(Beginning of INPUT RECORDS)

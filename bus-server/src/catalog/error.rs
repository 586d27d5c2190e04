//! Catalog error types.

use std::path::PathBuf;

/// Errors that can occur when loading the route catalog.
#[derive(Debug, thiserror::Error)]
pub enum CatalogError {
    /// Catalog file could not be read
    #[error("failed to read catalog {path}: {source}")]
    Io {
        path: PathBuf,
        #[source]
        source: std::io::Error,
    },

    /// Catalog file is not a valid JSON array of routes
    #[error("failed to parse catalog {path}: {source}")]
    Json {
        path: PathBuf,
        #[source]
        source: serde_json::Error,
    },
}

(End of INPUT RECORDS)
(Beginning of INPUT RECORDS)

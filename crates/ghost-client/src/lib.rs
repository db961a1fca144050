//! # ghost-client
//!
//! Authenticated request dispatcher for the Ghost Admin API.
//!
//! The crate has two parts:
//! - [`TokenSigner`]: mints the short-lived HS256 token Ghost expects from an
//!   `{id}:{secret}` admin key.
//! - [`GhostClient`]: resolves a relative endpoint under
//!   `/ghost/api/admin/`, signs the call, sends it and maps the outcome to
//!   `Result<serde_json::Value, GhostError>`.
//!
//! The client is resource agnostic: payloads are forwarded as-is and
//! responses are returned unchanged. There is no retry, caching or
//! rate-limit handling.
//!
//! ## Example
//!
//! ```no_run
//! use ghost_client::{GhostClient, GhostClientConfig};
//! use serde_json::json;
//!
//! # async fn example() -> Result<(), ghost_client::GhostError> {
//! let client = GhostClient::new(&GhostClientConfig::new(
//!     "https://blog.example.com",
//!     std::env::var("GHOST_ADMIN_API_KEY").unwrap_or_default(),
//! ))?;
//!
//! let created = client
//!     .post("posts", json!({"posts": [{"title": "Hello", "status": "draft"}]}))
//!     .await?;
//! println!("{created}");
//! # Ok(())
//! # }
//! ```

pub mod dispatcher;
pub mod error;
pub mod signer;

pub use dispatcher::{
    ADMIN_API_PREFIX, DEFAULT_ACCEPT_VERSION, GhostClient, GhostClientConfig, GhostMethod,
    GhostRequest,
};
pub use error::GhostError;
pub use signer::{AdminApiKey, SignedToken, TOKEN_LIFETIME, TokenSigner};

(End of INPUT RECORDS)
(Beginning of INPUT RECORDS)

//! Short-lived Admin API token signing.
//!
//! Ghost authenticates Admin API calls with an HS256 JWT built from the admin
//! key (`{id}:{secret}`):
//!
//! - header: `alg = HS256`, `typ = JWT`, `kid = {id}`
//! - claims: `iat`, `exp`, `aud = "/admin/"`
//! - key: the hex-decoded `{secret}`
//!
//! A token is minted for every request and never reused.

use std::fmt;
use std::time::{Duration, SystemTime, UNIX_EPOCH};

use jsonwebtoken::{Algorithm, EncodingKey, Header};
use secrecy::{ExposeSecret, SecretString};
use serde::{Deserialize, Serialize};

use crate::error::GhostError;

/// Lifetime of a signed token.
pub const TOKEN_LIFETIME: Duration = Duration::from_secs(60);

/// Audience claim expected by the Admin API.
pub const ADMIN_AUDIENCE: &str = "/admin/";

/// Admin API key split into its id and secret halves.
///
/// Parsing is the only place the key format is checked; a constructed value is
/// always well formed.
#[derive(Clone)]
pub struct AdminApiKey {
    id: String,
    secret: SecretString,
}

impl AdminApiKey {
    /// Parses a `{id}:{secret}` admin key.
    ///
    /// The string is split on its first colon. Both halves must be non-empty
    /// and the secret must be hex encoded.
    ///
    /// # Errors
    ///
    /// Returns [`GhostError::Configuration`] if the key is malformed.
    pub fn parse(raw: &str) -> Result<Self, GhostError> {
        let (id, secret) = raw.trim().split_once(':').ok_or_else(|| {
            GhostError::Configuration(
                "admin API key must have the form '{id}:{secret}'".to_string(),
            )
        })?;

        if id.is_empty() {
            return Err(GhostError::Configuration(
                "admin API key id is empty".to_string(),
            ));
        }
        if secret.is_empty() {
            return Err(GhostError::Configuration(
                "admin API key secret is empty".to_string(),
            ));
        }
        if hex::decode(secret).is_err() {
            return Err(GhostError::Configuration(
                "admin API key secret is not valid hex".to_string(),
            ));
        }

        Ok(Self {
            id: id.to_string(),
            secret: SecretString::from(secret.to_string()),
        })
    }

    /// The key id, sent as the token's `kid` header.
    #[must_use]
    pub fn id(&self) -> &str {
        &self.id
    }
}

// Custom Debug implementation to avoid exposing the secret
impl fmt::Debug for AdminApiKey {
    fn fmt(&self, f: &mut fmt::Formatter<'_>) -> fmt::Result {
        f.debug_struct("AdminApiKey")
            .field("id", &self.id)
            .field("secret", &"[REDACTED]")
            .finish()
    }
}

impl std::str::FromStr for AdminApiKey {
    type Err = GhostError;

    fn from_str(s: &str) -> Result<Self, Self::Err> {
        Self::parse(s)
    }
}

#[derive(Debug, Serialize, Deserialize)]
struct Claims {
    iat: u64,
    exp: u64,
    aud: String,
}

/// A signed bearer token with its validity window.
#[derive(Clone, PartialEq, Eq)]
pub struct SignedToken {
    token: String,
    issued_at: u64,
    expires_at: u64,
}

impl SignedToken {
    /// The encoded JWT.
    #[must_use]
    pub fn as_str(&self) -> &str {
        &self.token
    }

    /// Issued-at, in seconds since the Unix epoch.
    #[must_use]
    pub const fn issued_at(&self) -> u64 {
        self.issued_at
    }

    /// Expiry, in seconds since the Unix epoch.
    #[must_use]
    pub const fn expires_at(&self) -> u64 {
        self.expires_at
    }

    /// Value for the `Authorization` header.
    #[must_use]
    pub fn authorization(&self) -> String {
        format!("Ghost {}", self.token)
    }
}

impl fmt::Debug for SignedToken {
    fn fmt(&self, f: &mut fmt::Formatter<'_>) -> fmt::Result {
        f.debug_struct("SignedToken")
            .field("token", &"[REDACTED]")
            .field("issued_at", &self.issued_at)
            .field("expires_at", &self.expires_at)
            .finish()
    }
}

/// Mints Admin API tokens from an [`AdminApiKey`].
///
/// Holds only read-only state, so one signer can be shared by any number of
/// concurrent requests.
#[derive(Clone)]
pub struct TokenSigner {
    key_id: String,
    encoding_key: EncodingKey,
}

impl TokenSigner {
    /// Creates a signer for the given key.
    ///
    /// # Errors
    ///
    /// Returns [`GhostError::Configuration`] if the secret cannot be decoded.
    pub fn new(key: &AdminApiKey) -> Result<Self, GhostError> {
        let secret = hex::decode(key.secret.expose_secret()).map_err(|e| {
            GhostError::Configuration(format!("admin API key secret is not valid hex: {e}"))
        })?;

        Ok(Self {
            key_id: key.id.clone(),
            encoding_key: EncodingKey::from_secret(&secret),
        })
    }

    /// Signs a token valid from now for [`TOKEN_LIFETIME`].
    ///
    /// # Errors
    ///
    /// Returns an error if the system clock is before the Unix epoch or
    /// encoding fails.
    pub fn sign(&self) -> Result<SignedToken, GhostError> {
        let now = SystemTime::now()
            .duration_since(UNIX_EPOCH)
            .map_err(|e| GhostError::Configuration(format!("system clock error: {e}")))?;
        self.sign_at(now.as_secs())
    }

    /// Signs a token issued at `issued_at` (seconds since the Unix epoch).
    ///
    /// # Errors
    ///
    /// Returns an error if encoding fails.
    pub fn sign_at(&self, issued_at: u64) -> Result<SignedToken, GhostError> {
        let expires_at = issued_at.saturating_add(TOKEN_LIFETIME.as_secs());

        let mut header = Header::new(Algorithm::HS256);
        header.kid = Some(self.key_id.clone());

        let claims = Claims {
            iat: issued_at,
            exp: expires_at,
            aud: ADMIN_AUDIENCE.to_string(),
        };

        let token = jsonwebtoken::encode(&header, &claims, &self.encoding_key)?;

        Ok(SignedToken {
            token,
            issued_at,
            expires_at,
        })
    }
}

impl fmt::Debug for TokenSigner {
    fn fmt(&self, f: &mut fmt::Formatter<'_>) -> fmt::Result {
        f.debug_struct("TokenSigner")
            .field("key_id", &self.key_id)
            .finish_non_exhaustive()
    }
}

(End of INPUT RECORDS)

WORK INSTRUCTIONS: Scan the data above. Return every line with "filename" in it.

TASK RESULT:
filename bus-server/src/catalog/error.rs
filename crates/ghost-client/src/lib.rs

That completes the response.